The projected shortage in the tax revenue is a result of poor performance in income tax collection compounded by the failure of the 10th Parliament to enact the proposed Tax Revenue Bill.

“The shortfall is expected to be M318.7 million compared with budget estimates. Out of the projected M586.4 million of alcohol and tobacco levy, nil amount will be collected after the levy failed to take effect,” the Minister of Finance, Dr Retšelisitsoe Matlanyane said on Friday during the midterm budget review in the National Assembly.

The revelation comes shortly after former Commissioner General, Thabo Khasipe decided not to renew his contract with the company after serving two successful terms.

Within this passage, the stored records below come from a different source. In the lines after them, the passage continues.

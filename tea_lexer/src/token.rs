//! Token definitions for the tea language.

use tea_common::{Span, Spanned};
use std::fmt;

/// Token categories (§4.3).
#[derive(Debug, Clone, PartialEq)]
pub enum TokenKind {
    // Literals
    Int(i64),
    Float(String),  // kept as text; f64 has no Eq/Hash
    Double(String),
    StringLit(String),
    CharLit(u8),
    Identifier(String),
    Keyword(Keyword),

    // Punctuation
    LParen,
    RParen,
    LBrack,
    RBrack,
    Semicolon,
    Comma,
    Colon,
    Dot,

    // Symbols
    ColonColon,
    At,
    Assign,
    Star,
    Arrow,
    Tilde,
    Amp,

    // Arithmetic
    Minus,
    Plus,
    Slash,

    // Logical
    Bang,
    AmpAmp,
    PipePipe,

    // Comparison
    EqEq,
    BangEq,
    Lt,
    Gt,
    LtEq,
    GtEq,

    // Bitwise
    Pipe,
    Caret,
    GtGt,
    LtLt,

    // Compound assignment (statement grammar only; §4.4)
    PlusEq,
    MinusEq,
    StarEq,
    SlashEq,

    Ellipsis,

    EndOfFile,
}

/// Reserved words (§4.3). Note `for`, `break` and `continue` are
/// deliberately absent: the reference lexer's keyword table
/// (`lang/frontend/lexer/Lexer.cpp`) only reserves
/// these seventeen spellings. `for`/`break`/`continue` are ordinary
/// identifiers lexically; the parser (§4.4) recognizes them contextually by
/// spelling at statement-start, the way a soft keyword works.
#[derive(Debug, Clone, Copy, PartialEq, Eq)]
pub enum Keyword {
    Public,
    Private,
    Using,
    Import,
    If,
    Else,
    ElseIf,
    Do,
    While,
    Func,
    Return,
    End,
    Var,
    StdCall,
    FastCall,
    CDecl,
    Auto,
}

impl Keyword {
    pub fn from_text(text: &str) -> Option<Keyword> {
        Some(match text {
            "public" => Keyword::Public,
            "private" => Keyword::Private,
            "using" => Keyword::Using,
            "import" => Keyword::Import,
            "if" => Keyword::If,
            "else" => Keyword::Else,
            "elseif" => Keyword::ElseIf,
            "do" => Keyword::Do,
            "while" => Keyword::While,
            "func" => Keyword::Func,
            "return" => Keyword::Return,
            "end" => Keyword::End,
            "var" => Keyword::Var,
            "__stdcall" => Keyword::StdCall,
            "__fastcall" => Keyword::FastCall,
            "__cdecl" => Keyword::CDecl,
            "__auto" => Keyword::Auto,
            _ => return None,
        })
    }

    pub fn text(self) -> &'static str {
        match self {
            Keyword::Public => "public",
            Keyword::Private => "private",
            Keyword::Using => "using",
            Keyword::Import => "import",
            Keyword::If => "if",
            Keyword::Else => "else",
            Keyword::ElseIf => "elseif",
            Keyword::Do => "do",
            Keyword::While => "while",
            Keyword::Func => "func",
            Keyword::Return => "return",
            Keyword::End => "end",
            Keyword::Var => "var",
            Keyword::StdCall => "__stdcall",
            Keyword::FastCall => "__fastcall",
            Keyword::CDecl => "__cdecl",
            Keyword::Auto => "__auto",
        }
    }
}

impl fmt::Display for Keyword {
    fn fmt(&self, f: &mut fmt::Formatter<'_>) -> fmt::Result {
        write!(f, "{}", self.text())
    }
}

impl fmt::Display for TokenKind {
    fn fmt(&self, f: &mut fmt::Formatter<'_>) -> fmt::Result {
        match self {
            TokenKind::Int(n) => write!(f, "{n}"),
            TokenKind::Float(s) => write!(f, "{s}f"),
            TokenKind::Double(s) => write!(f, "{s}"),
            TokenKind::StringLit(s) => write!(f, "\"{s}\""),
            TokenKind::CharLit(c) => write!(f, "'{}'", *c as char),
            TokenKind::Identifier(name) => write!(f, "{name}"),
            TokenKind::Keyword(k) => write!(f, "{k}"),
            TokenKind::LParen => write!(f, "("),
            TokenKind::RParen => write!(f, ")"),
            TokenKind::LBrack => write!(f, "["),
            TokenKind::RBrack => write!(f, "]"),
            TokenKind::Semicolon => write!(f, ";"),
            TokenKind::Comma => write!(f, ","),
            TokenKind::Colon => write!(f, ":"),
            TokenKind::Dot => write!(f, "."),
            TokenKind::ColonColon => write!(f, "::"),
            TokenKind::At => write!(f, "@"),
            TokenKind::Assign => write!(f, "="),
            TokenKind::Star => write!(f, "*"),
            TokenKind::Arrow => write!(f, "->"),
            TokenKind::Tilde => write!(f, "~"),
            TokenKind::Amp => write!(f, "&"),
            TokenKind::Minus => write!(f, "-"),
            TokenKind::Plus => write!(f, "+"),
            TokenKind::Slash => write!(f, "/"),
            TokenKind::Bang => write!(f, "!"),
            TokenKind::AmpAmp => write!(f, "&&"),
            TokenKind::PipePipe => write!(f, "||"),
            TokenKind::EqEq => write!(f, "=="),
            TokenKind::BangEq => write!(f, "!="),
            TokenKind::Lt => write!(f, "<"),
            TokenKind::Gt => write!(f, ">"),
            TokenKind::LtEq => write!(f, "<="),
            TokenKind::GtEq => write!(f, ">="),
            TokenKind::Pipe => write!(f, "|"),
            TokenKind::Caret => write!(f, "^"),
            TokenKind::GtGt => write!(f, ">>"),
            TokenKind::LtLt => write!(f, "<<"),
            TokenKind::PlusEq => write!(f, "+="),
            TokenKind::MinusEq => write!(f, "-="),
            TokenKind::StarEq => write!(f, "*="),
            TokenKind::SlashEq => write!(f, "/="),
            TokenKind::Ellipsis => write!(f, "..."),
            TokenKind::EndOfFile => write!(f, "EOF"),
        }
    }
}

pub type Token = Spanned<TokenKind>;

pub trait TokenUtils {
    fn new(kind: TokenKind, span: Span) -> Self;
    fn is_keyword(&self, kw: Keyword) -> bool;
    fn is_eof(&self) -> bool;
}

impl TokenUtils for Token {
    fn new(kind: TokenKind, span: Span) -> Self {
        Spanned::new(kind, span)
    }

    fn is_keyword(&self, kw: Keyword) -> bool {
        matches!(&self.value, TokenKind::Keyword(k) if *k == kw)
    }

    fn is_eof(&self) -> bool {
        matches!(self.value, TokenKind::EndOfFile)
    }
}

Khasipe with his remarkable strategic prowess managed to transform the then Lesotho Revenue Authority (LRA) into arguably the highest-performing organisation in the country.

He leaves the RSL at a critical point when its focus is to leverage technology to improve revenue collection efficiencies.

Although SACU revenue for 2021/22 was lower by M2.9 billion relative to 2020/21, Matlanyane revealed that various measures that were deployed to restrain spending served well to mute fast-growing expenses.

The 2022/23 budget had projected a deficit of 7.7 percent of GDP (M3.3 billion) at the back of the projected 14.3 percent increase in recruitment spending relative to 2021/22.

However, despite reduced SACU revenue shares which dwindled by M608.5 million against M6.01 billion received in 2021/22, the overall fiscal operations are expected to remain muted at 4.3 percent of GDP (M1.7 billion).

The government wage bill is projected to decrease by M1.2 billion against the budget estimate of M7.9 billion. Also, M20.6 million will be saved in the use of goods and services while debt service will remain the same as budget at M765. 7 million.

“The medium-term growth outlook remains resilient but dependent on fiscal saving, structural reforms, donor support, and external development. Growth is heavily dependent on investments from LHWP-II construction.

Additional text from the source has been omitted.